The Need for Environmental Justice
In the 1990s, the EPA recognized the disparity between communities with the means to respond to environmental concerns and those that are most vulnerable and least powerful. And so it adopted the concept of environmental justice, “the fair treatment and meaningful involvement of all people, particularly minority, low-income and indigenous populations, in the environmental decision-making process.”

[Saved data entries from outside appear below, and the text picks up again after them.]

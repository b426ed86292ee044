//! Core types for the tiered build planner.
//!
//! `TurnContext` is the read-only view of one turn passed to every tier.
//! `BuildTier` is the trait that each step of the build planner implements.
//! Tiers issue commands through a shared [`Commander`], so later tiers see the
//! budget earlier tiers left behind.

use crate::board::BoardSnapshot;
use crate::config::*;
use crate::constants::*;
use crate::engine::*;
use crate::events::*;
use crate::location::*;
use crate::unit::*;
use fnv::FnvHashSet;

/// Everything a tier may read while planning one turn.
#[derive(Copy, Clone)]
pub struct TurnContext<'a> {
    pub turn: u32,
    pub config: &'a GameConfig,
    pub strategy: &'a StrategyConfig,
    pub board: &'a BoardSnapshot,
    /// Events aggregated from the previous turn's action frames.
    pub events: &'a TurnEvents,
    pub history: &'a ScoredOnHistory,
}

impl<'a> TurnContext<'a> {
    pub fn is_opening(&self) -> bool {
        self.turn == 0
    }

    /// The turret that dealt the most damage last turn.
    pub fn top_turret(&self) -> Option<Location> {
        self.events.turret_damage.ranked().first().copied()
    }
}

/// A single step of the build planner.
pub trait BuildTier {
    fn name(&self) -> &str;

    /// Every tier except the opening sits out turn zero.
    fn is_applicable(&self, ctx: &TurnContext) -> bool {
        !ctx.is_opening()
    }

    /// Issue this tier's commands. Rejections are tallied by the commander
    /// and never stop the tier.
    fn execute(&self, ctx: &TurnContext, commander: &mut Commander);
}

/// Locations already scrapped by an earlier tier this turn.
pub fn removed_this_turn(commander: &Commander) -> FnvHashSet<Location> {
    commander
        .actions()
        .iter()
        .filter_map(|action| match *action {
            Action::Remove { location } => Some(location),
            _ => None,
        })
        .collect()
}

/// Build turrets on the free neighbours of each of `turrets`, in order.
///
/// Off-arena and reserved cells are skipped. Stops once structure points
/// drop below [`REINFORCE_MIN_BUDGET`]. Returns how many were placed.
pub fn reinforce_around(
    ctx: &TurnContext,
    commander: &mut Commander,
    turrets: impl IntoIterator<Item = Location>,
) -> usize {
    let reserved = ctx.strategy.layout.reserved();
    let mut tried = FnvHashSet::default();
    let mut placed = 0;

    for turret in turrets {
        for neighbour in turret.neighbours() {
            if commander.balance(Resource::StructurePoints) < REINFORCE_MIN_BUDGET {
                return placed;
            }
            if !neighbour.in_arena()
                || reserved.contains(&neighbour)
                || !tried.insert(neighbour)
                || commander.engine().is_occupied(neighbour)
            {
                continue;
            }
            if commander.place(StructureKind::Turret, neighbour) {
                placed += 1;
            }
        }
    }
    placed
}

This prioritized giving stakeholders in these communities a voice, a line of communication and means of empowerment that would allow them to organize and respond to local pollution situations. For more than twenty years, grant programs like the EJ small grants and Collaborative Problem Solving programs have assisted over 1,400 communities in dealing with pollution issues. In many cases this approach has also sparked ideas and action that result in beneficial economic development.
So what’s the outlook for environmental justice in these vulnerable communities under new EPA head Scott Pruitt?
It is not good.
President Trump’s budget proposal includes a 31% cut to the EPA budget. Pruitt has stated that “the budget reorients EPA’s air program to protect the air we breathe without unduly burdening the economy.” This emphasis on regulations as an impediment to economic growth translates to serious cuts to enforcement and compliance even as many important regulations have already been rolled back and more are targeted. While this approach and these actions will have onerous consequences for everyone, they will be even more devastating for disenfranchised, vulnerable communities.
One of the many dire consequences of the proposed cuts will be the withdrawal of all funding for the Office of Environmental Justice. The OEJ will be eliminated.
This is an unconscionable threat to the concept of “equal protection under the law” and to the years of diligent work and important progress the EPA has made in helping to protect our most vulnerable communities from pollution.
When faced with this impending reality, Mustafa Ali, a senior advisor for environmental justice to former EPA Administrator Gina McCarthy and a founding member of the Office of Environmental Justice during the George H. W. Bush administration, tendered his resignation to Pruitt on March 8th. In a concise, measured, three-page letter, the 24-year veteran of the agency explained the importance of the OEJ and its programs, and implored Pruitt to seize the “once-in-a-lifetime opportunity to bring people together, to ensure that all communities have safe places to live, learn, work, play and pray and to ensure that our most vulnerable communities, who have been struggling for clean air to breathe and clean water to drink becomes a reality for them and their children.”
Whether Scott Pruitt responds positively – or at all – to Ali’s letter remains to be seen, but it is highly doubtful. One thing is for certain: The dismantling of the OEJ would effectively silence vulnerable communities while putting the EPA in the shameful position of sanctioning environmental discrimination. And that would be a disgrace.